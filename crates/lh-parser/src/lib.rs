pub mod preprocess;
pub mod tag;

pub use preprocess::{preprocess, PreprocessedSource, TagIndex};
pub use tag::{
    exposed_variables, malformed_exposed_tags, parse_tag, serialized_variables, ReservedTag,
    EDITOR_ONLY,
};
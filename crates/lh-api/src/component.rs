use std::collections::BTreeMap;
use std::sync::Arc;
use std::time::Duration;

use lh_core::{EncodedVariable, ExposedVariable, HostError, ScriptValue};
use lh_parser::EDITOR_ONLY;
use lh_runtime::{HostFunctionRegistry, ScriptInstance, ScriptInstanceOptions, VariableSnapshotStore};
use tracing::{debug, info, warn};

use crate::config::{ComponentConfig, ScriptSource};
use crate::exposed::initialize_exposed_variables;

pub const AWAKE: &str = "Awake";
pub const ON_ENABLE: &str = "OnEnable";
pub const START: &str = "Start";
pub const UPDATE: &str = "Update";
pub const FIXED_UPDATE: &str = "FixedUpdate";
pub const ON_DISABLE: &str = "OnDisable";

/// Drives one script through the host object's lifecycle.
///
/// Holds at most one live [`ScriptInstance`]. Deactivation captures the
/// `#Serialize` globals and the next activation restores them into the
/// freshly built instance.
pub struct ScriptComponent {
    config: ComponentConfig,
    bindings: BTreeMap<String, ScriptValue>,
    host_functions: Option<Arc<dyn HostFunctionRegistry>>,
    instance: Option<ScriptInstance>,
    snapshot: VariableSnapshotStore,
    exposed: Vec<ExposedVariable>,
    pending_reload: Option<Duration>,
}

impl ScriptComponent {
    pub fn new(config: ComponentConfig) -> Self {
        Self {
            config,
            bindings: BTreeMap::new(),
            host_functions: None,
            instance: None,
            snapshot: VariableSnapshotStore::new(),
            exposed: Vec::new(),
            pending_reload: None,
        }
    }

    pub fn with_host_functions(mut self, host_functions: Arc<dyn HostFunctionRegistry>) -> Self {
        self.host_functions = Some(host_functions);
        self
    }

    /// Global set on every build, before exposed variables and snapshot restore.
    pub fn bind(&mut self, name: impl Into<String>, value: impl Into<ScriptValue>) -> &mut Self {
        self.bindings.insert(name.into(), value.into());
        self
    }

    pub fn config(&self) -> &ComponentConfig {
        &self.config
    }

    pub fn bindings(&self) -> &BTreeMap<String, ScriptValue> {
        &self.bindings
    }

    pub fn instance(&self) -> Option<&ScriptInstance> {
        self.instance.as_ref()
    }

    pub fn is_active(&self) -> bool {
        self.instance.is_some()
    }

    pub fn exposed_variables(&self) -> &[ExposedVariable] {
        &self.exposed
    }

    pub fn snapshot(&self) -> &VariableSnapshotStore {
        &self.snapshot
    }

    /// Seeds the snapshot store from persisted state, replacing whatever
    /// it held. Applied on the next activation.
    pub fn load_snapshot(&mut self, variables: Vec<EncodedVariable>) {
        self.snapshot = VariableSnapshotStore::from_encoded(variables);
    }

    pub fn reload_pending(&self) -> bool {
        self.pending_reload.is_some()
    }

    pub fn awake(&mut self) -> Result<(), HostError> {
        self.ensure_instance()?;
        self.dispatch(AWAKE, &[]);
        Ok(())
    }

    pub fn enable(&mut self) -> Result<(), HostError> {
        self.ensure_instance()?;
        if let Some(instance) = &self.instance {
            let restored = self.snapshot.restore(instance);
            debug!(
                target: "scripting",
                "Restored {} variable(s) into \"{}\"",
                restored,
                instance.name()
            );
        }
        self.dispatch(ON_ENABLE, &[]);
        Ok(())
    }

    pub fn start(&mut self) {
        self.dispatch(START, &[]);
    }

    /// Advances a pending literal-source reload by `delta`, then dispatches
    /// `Update`.
    pub fn update(&mut self, delta: Duration) -> Result<(), HostError> {
        if let Some(remaining) = self.pending_reload {
            if remaining.is_zero() {
                self.pending_reload = None;
                if self.is_active() {
                    self.reload()?;
                }
            } else {
                self.pending_reload = Some(remaining.saturating_sub(delta));
            }
        }

        self.dispatch(UPDATE, &[]);
        Ok(())
    }

    pub fn fixed_update(&mut self) {
        self.dispatch(FIXED_UPDATE, &[]);
    }

    pub fn disable(&mut self) {
        let Some(instance) = self.instance.take() else {
            return;
        };

        dispatch_to(&instance, self.config.is_editor(), ON_DISABLE, &[]);
        self.snapshot.capture(&instance);
        instance.dispose();
    }

    /// Tears the instance down and builds a new one from the current source.
    pub fn reload(&mut self) -> Result<(), HostError> {
        info!(target: "scripting", "Reloading script \"{}\"", self.config.name);
        self.disable();
        self.enable()
    }

    /// Replaces the literal source. A change schedules a reload that runs
    /// on a later [`Self::update`]: after the debounce delay while playing,
    /// on the very next update in the editor. Returns whether a reload was
    /// scheduled.
    pub fn set_source_text(&mut self, text: impl Into<String>) -> bool {
        let text = text.into();
        let ScriptSource::Literal { text: current } = &mut self.config.source else {
            warn!(
                target: "scripting",
                "Ignoring source text for file-backed script \"{}\"",
                self.config.name
            );
            return false;
        };

        if *current == text {
            return false;
        }
        *current = text;

        self.pending_reload = Some(if self.config.is_editor() {
            Duration::ZERO
        } else {
            self.config.reload_debounce()
        });
        true
    }

    /// The backing file changed on disk. Reloads immediately when active.
    pub fn notify_source_modified(&mut self) -> Result<(), HostError> {
        if !self.is_active() {
            return Ok(());
        }
        self.reload()
    }

    /// Broadcasts `tag` to the live instance. Functions also tagged
    /// `EditorOnly` are skipped outside the editor. Returns how many
    /// handlers completed.
    pub fn dispatch(&self, tag: &str, args: &[ScriptValue]) -> usize {
        match &self.instance {
            Some(instance) => dispatch_to(instance, self.config.is_editor(), tag, args),
            None => 0,
        }
    }

    pub fn dispatch_event(&self, event: &str) -> usize {
        self.dispatch(event, &[])
    }

    pub fn call(&self, function: &str, args: &[ScriptValue]) -> Result<ScriptValue, HostError> {
        let Some(instance) = &self.instance else {
            return Err(HostError::new(
                "COMPONENT_INACTIVE",
                format!("Script \"{}\" is not active.", self.config.name),
            ));
        };
        instance.call(function, args)
    }

    fn ensure_instance(&mut self) -> Result<(), HostError> {
        if self.instance.is_none() {
            let instance = self.build_instance()?;
            self.instance = Some(instance);
        }
        Ok(())
    }

    fn build_instance(&mut self) -> Result<ScriptInstance, HostError> {
        let source = self.config.source.load()?;
        let instance = ScriptInstance::with_options(ScriptInstanceOptions {
            name: self.config.name.clone(),
            source,
            host_functions: self.host_functions.clone(),
        })?;

        for (name, value) in &self.bindings {
            instance.set_global(name, value)?;
        }
        self.exposed = initialize_exposed_variables(&instance, &self.config.initial_values);
        Ok(instance)
    }
}

impl Drop for ScriptComponent {
    fn drop(&mut self) {
        if let Some(instance) = self.instance.take() {
            instance.dispose();
        }
    }
}

fn dispatch_to(instance: &ScriptInstance, editor: bool, tag: &str, args: &[ScriptValue]) -> usize {
    instance
        .functions_with_tag(tag)
        .into_iter()
        .filter(|function| editor || !instance.has_tag(function, EDITOR_ONLY))
        .filter(|function| instance.try_call(function, args))
        .count()
}
use std::sync::OnceLock;

use lh_core::ExposedVariable;
use regex::Regex;

pub const EDITOR_ONLY: &str = "EditorOnly";

#[derive(Debug, Clone, Copy, PartialEq, Eq)]
pub enum ReservedTag<'a> {
    EditorOnly,
    Serialize { variable: &'a str },
    Exposed { type_name: &'a str, variable: &'a str },
    /// `Exposed` without the `type=name` part.
    MalformedExposed,
    Custom(&'a str),
}

fn serialize_regex() -> &'static Regex {
    static REGEX: OnceLock<Regex> = OnceLock::new();
    REGEX.get_or_init(|| Regex::new(r"^Serialize\s+(\S+)$").expect("serialize tag regex must compile"))
}

fn exposed_regex() -> &'static Regex {
    static REGEX: OnceLock<Regex> = OnceLock::new();
    REGEX.get_or_init(|| {
        Regex::new(r"^Exposed\s+([^\s=]+)\s*=\s*(\S+)$").expect("exposed tag regex must compile")
    })
}

pub fn parse_tag(token: &str) -> ReservedTag<'_> {
    if token == EDITOR_ONLY {
        return ReservedTag::EditorOnly;
    }

    if let Some(captures) = serialize_regex().captures(token) {
        if let Some(variable) = captures.get(1) {
            return ReservedTag::Serialize {
                variable: variable.as_str(),
            };
        }
    }

    if token.starts_with("Exposed") {
        return match exposed_regex().captures(token) {
            Some(captures) => match (captures.get(1), captures.get(2)) {
                (Some(type_name), Some(variable)) => ReservedTag::Exposed {
                    type_name: type_name.as_str(),
                    variable: variable.as_str(),
                },
                _ => ReservedTag::MalformedExposed,
            },
            None => ReservedTag::MalformedExposed,
        };
    }

    ReservedTag::Custom(token)
}

/// Names of every global marked `#Serialize <name>`, in tag order, without duplicates.
pub fn serialized_variables<'a, I>(tags: I) -> Vec<String>
where
    I: IntoIterator<Item = &'a String>,
{
    let mut names: Vec<String> = Vec::new();
    for tag in tags {
        if let ReservedTag::Serialize { variable } = parse_tag(tag) {
            if !names.iter().any(|name| name == variable) {
                names.push(variable.to_string());
            }
        }
    }
    names
}

pub fn exposed_variables<'a, I>(tags: I) -> Vec<ExposedVariable>
where
    I: IntoIterator<Item = &'a String>,
{
    let mut variables: Vec<ExposedVariable> = Vec::new();
    for tag in tags {
        if let ReservedTag::Exposed {
            type_name,
            variable,
        } = parse_tag(tag)
        {
            if variables.iter().any(|existing| existing.name == variable) {
                continue;
            }
            variables.push(ExposedVariable {
                type_name: type_name.to_string(),
                name: variable.to_string(),
            });
        }
    }
    variables
}

pub fn malformed_exposed_tags<'a, I>(tags: I) -> Vec<&'a str>
where
    I: IntoIterator<Item = &'a String>,
{
    tags.into_iter()
        .filter(|tag| matches!(parse_tag(tag), ReservedTag::MalformedExposed))
        .map(String::as_str)
        .collect()
}
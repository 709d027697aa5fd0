use serde::{Deserialize, Serialize};

use crate::value::HostRef;

/// A `function name(...)` line found in script source.
#[derive(Debug, Clone, PartialEq, Eq, Serialize, Deserialize)]
pub struct FunctionDecl {
    pub name: String,
    pub arity: usize,
    /// 1-based line in the source as written, before tag lines are stripped.
    pub line: usize,
}

/// A global marked with `#Exposed <type>=<name>`.
#[derive(Debug, Clone, PartialEq, Eq, Serialize, Deserialize)]
#[serde(rename_all = "camelCase")]
pub struct ExposedVariable {
    pub type_name: String,
    pub name: String,
}

/// Persistable form of a captured global.
#[derive(Debug, Clone, PartialEq, Eq, Serialize, Deserialize)]
#[serde(rename_all = "camelCase")]
pub struct EncodedVariable {
    pub name: String,
    pub type_descriptor: String,
    pub payload: String,
}

#[derive(Debug, Clone, PartialEq)]
pub enum SerializedVariable {
    /// Host object reference, carried as-is so identity survives the round trip.
    Native { name: String, value: HostRef },
    Encoded(EncodedVariable),
}

impl SerializedVariable {
    pub fn name(&self) -> &str {
        match self {
            Self::Native { name, .. } => name,
            Self::Encoded(encoded) => &encoded.name,
        }
    }
}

--------------------------------------------------

#### ASSIGNMENT:
The answer must consist of every line from the entries above that contains "next".

#### RESPONSE BELOW:
/// `#Serialize` globals and the next activation restores them into the
    /// it held. Applied on the next activation.
    /// on the very next update in the editor. Returns whether a reload was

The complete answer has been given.